Task brief » Every line below that holds "pensei" must be copied.

Data shown »
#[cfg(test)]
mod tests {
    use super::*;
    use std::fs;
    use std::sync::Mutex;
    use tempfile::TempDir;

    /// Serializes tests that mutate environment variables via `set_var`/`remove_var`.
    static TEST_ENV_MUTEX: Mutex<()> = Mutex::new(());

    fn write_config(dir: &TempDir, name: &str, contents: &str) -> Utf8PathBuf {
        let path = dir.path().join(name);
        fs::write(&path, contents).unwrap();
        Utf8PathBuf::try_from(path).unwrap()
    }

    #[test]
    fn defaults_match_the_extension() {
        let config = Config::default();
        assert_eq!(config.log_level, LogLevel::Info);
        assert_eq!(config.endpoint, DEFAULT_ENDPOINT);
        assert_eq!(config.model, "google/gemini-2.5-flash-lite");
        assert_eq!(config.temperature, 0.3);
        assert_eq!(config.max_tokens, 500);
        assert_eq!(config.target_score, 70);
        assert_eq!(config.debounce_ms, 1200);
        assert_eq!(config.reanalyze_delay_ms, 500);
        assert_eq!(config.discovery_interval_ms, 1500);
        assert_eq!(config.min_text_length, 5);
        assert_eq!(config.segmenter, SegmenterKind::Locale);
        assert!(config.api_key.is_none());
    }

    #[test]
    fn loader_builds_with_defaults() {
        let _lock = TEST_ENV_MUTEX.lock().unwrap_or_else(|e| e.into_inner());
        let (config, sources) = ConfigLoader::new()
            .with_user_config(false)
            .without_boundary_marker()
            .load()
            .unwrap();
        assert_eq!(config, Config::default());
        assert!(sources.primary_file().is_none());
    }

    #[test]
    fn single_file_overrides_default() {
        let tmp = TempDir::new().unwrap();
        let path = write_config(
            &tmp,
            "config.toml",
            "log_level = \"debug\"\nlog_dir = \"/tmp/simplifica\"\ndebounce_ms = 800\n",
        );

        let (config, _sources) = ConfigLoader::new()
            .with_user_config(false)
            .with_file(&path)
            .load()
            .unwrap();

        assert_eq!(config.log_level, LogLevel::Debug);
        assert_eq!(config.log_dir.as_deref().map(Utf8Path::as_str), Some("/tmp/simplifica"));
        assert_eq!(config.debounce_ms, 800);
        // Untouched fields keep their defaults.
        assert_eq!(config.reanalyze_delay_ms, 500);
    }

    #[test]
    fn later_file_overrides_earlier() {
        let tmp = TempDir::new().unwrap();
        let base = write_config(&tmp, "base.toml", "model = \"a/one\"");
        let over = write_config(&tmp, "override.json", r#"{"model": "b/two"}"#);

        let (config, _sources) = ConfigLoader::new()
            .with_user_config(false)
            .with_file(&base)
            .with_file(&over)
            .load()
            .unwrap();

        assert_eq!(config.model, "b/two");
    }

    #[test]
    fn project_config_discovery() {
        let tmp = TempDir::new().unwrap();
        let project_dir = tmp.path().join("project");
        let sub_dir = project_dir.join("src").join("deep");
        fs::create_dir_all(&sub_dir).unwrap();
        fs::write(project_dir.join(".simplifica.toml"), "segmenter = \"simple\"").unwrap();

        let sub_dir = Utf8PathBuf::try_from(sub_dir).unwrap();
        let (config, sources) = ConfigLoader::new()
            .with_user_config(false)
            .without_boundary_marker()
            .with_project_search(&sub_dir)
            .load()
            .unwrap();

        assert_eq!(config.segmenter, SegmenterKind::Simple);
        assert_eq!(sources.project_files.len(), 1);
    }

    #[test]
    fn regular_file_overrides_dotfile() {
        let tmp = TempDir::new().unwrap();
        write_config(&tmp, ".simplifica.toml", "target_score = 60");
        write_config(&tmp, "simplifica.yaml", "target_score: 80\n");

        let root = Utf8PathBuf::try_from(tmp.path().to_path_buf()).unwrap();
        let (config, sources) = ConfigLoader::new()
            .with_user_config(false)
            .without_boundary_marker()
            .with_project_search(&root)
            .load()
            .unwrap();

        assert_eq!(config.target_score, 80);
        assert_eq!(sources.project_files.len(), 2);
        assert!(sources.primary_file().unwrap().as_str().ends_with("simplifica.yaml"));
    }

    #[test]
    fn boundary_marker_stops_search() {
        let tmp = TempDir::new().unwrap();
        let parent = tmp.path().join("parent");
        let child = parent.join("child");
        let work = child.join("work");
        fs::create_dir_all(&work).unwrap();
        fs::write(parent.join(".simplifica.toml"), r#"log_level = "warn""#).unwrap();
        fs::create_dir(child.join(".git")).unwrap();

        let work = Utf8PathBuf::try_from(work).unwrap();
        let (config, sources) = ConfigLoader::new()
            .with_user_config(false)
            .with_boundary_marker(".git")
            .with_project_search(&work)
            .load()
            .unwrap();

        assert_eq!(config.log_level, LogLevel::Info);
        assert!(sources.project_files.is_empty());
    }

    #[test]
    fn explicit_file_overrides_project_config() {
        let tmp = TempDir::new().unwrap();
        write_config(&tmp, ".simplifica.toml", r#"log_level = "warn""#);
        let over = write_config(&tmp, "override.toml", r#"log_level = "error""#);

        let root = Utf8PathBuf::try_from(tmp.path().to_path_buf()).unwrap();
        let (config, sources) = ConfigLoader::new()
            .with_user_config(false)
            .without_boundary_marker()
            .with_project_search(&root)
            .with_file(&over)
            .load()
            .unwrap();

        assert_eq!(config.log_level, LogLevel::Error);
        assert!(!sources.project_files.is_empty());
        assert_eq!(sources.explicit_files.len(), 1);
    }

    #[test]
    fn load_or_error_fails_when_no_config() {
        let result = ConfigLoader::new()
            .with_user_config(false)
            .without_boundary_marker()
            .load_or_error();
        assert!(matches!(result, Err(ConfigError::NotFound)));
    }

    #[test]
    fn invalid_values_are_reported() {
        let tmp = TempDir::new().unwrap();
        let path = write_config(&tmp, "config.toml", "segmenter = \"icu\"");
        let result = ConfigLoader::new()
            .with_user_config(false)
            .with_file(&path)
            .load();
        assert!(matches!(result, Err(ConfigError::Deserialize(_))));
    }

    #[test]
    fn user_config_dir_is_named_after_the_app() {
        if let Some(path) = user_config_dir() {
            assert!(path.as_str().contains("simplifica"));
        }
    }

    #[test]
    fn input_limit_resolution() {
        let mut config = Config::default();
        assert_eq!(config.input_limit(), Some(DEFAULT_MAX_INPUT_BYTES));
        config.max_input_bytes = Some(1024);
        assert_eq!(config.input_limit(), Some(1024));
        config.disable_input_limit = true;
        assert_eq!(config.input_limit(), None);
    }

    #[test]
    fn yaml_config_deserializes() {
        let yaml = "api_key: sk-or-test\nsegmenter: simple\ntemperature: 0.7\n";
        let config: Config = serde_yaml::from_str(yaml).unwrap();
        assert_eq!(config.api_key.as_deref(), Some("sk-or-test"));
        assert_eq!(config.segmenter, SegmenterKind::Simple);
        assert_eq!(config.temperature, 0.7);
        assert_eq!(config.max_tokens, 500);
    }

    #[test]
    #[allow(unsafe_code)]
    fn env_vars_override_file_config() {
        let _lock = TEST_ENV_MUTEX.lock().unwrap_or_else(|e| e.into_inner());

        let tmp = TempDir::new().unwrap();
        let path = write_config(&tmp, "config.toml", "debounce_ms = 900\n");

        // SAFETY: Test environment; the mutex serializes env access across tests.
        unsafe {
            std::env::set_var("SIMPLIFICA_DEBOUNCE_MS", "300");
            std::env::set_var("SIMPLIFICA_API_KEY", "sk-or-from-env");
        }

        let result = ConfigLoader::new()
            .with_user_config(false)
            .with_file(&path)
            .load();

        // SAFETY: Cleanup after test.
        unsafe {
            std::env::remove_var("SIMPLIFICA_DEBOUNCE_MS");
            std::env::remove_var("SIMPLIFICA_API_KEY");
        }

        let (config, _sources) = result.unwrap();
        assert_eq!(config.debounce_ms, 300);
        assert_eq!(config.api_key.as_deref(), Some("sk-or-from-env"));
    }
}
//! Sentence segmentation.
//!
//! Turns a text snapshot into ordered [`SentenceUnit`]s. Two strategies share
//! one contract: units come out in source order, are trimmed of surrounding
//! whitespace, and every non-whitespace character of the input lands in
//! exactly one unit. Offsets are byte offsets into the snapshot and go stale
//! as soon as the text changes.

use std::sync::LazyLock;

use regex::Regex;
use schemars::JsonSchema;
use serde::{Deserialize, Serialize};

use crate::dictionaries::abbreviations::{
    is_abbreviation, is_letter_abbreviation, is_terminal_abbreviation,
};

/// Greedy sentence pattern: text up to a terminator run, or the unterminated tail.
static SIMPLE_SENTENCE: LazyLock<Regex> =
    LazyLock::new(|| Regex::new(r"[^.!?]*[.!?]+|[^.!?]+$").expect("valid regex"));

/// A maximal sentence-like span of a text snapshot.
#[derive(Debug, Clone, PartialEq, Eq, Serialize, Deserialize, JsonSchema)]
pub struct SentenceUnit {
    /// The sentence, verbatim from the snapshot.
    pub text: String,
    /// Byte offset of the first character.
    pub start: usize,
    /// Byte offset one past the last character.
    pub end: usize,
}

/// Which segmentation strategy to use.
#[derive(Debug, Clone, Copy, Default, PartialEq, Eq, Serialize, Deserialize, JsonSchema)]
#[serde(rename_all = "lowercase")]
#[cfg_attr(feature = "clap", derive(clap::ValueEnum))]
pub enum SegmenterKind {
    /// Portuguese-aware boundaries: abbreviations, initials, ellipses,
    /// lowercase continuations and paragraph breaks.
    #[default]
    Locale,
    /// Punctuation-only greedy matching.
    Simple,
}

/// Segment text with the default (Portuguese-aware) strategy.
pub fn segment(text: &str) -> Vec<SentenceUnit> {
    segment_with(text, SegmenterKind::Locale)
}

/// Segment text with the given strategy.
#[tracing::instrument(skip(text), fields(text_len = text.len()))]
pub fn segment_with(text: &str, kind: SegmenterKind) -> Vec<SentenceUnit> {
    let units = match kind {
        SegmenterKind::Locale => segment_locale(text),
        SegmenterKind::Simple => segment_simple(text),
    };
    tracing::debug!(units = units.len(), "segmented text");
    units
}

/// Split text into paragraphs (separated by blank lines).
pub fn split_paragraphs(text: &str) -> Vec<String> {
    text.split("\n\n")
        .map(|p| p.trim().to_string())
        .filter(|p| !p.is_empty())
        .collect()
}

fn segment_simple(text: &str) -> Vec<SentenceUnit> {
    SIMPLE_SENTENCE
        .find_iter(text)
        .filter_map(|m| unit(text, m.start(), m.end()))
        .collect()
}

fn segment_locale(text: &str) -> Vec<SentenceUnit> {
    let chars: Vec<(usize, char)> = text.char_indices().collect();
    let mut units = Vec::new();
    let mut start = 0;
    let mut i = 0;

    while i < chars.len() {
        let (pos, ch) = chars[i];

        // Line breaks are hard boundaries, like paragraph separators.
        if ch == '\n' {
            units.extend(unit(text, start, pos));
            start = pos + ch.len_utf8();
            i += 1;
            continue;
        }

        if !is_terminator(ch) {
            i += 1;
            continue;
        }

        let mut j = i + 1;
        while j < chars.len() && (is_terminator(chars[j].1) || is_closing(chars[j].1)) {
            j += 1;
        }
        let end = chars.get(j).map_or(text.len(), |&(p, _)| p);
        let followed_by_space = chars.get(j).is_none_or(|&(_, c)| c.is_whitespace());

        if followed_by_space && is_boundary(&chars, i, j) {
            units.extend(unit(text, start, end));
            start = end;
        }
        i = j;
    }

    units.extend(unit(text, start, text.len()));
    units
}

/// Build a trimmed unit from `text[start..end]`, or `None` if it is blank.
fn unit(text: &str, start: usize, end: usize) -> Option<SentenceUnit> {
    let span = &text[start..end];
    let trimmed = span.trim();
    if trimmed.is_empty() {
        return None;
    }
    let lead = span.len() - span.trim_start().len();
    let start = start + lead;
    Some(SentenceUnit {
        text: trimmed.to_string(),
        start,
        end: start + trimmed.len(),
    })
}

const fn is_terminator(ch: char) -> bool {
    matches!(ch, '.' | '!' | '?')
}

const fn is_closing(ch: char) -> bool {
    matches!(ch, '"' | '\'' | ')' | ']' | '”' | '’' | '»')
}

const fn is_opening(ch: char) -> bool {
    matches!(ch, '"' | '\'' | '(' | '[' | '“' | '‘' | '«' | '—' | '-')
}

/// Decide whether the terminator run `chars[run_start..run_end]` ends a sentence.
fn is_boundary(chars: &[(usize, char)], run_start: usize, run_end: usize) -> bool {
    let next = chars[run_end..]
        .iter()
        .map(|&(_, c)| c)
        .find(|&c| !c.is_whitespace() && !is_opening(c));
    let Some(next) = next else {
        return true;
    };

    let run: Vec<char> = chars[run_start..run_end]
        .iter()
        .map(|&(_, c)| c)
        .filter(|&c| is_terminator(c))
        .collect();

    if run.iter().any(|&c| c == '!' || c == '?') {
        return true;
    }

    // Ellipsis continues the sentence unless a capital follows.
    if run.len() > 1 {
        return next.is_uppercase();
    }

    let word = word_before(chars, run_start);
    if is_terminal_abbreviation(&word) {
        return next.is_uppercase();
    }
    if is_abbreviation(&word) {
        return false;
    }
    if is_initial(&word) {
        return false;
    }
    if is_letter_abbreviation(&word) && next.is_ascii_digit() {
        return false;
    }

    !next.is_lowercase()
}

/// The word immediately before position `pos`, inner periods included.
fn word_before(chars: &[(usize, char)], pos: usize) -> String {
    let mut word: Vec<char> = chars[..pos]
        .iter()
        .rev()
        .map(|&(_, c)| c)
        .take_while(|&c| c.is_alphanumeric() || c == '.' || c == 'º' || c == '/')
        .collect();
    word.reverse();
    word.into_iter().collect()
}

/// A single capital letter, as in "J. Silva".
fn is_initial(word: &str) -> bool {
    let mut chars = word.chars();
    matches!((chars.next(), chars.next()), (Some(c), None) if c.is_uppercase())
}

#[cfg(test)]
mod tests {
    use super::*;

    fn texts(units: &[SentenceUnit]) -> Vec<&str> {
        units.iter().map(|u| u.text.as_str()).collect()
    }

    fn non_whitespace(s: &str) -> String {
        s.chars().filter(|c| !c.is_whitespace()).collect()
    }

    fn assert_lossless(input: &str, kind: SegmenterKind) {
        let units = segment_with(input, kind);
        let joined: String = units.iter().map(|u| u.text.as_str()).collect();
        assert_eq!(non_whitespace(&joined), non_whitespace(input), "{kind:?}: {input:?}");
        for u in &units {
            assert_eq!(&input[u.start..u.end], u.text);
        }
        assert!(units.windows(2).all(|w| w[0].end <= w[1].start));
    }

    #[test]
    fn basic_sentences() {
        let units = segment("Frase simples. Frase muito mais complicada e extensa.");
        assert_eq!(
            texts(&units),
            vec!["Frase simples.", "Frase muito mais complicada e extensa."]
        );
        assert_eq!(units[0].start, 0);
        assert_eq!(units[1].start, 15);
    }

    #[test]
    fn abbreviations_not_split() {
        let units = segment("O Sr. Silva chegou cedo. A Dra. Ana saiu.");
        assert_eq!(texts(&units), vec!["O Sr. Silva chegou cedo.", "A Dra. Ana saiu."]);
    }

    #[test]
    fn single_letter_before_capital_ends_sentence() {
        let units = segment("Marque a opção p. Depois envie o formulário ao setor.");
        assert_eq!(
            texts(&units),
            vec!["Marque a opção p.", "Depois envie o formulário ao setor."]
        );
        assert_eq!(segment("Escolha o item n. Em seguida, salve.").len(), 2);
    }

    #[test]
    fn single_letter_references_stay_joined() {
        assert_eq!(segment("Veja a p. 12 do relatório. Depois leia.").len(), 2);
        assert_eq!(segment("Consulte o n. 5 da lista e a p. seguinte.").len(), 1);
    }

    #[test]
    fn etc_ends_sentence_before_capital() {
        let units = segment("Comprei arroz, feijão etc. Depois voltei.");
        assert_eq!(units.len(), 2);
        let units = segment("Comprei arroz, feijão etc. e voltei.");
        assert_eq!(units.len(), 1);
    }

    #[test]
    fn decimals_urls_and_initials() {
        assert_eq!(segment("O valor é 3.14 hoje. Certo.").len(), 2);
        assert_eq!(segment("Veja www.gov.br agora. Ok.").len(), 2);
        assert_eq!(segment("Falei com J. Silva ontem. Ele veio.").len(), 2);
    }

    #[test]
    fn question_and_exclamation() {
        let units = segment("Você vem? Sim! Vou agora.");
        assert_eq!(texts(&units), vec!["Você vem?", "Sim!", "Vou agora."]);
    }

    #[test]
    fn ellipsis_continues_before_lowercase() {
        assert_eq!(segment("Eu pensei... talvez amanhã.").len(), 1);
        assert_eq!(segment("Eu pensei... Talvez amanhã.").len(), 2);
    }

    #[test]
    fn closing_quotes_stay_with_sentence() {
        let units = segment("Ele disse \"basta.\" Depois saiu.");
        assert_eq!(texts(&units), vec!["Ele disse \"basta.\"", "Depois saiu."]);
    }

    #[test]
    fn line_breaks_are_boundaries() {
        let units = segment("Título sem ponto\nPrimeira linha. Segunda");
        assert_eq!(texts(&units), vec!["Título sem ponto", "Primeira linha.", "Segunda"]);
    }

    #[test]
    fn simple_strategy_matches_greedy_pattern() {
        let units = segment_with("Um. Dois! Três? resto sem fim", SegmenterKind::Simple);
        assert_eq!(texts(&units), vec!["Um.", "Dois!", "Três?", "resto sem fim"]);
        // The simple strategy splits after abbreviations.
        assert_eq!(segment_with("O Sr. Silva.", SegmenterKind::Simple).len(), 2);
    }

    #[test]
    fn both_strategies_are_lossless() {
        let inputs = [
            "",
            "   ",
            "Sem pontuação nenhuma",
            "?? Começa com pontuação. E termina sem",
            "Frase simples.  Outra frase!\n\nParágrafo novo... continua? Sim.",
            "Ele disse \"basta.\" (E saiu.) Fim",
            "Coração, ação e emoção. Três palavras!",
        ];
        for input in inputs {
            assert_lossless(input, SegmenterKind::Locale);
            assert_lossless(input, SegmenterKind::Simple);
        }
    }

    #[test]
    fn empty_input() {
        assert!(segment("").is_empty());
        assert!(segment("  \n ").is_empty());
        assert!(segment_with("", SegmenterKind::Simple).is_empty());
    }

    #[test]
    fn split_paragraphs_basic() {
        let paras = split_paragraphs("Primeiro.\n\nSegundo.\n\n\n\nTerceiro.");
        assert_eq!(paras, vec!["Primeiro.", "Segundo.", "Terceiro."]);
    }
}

Solution for this task »
        assert_eq!(segment("Eu pensei... talvez amanhã.").len(), 1);
        assert_eq!(segment("Eu pensei... Talvez amanhã.").len(), 2);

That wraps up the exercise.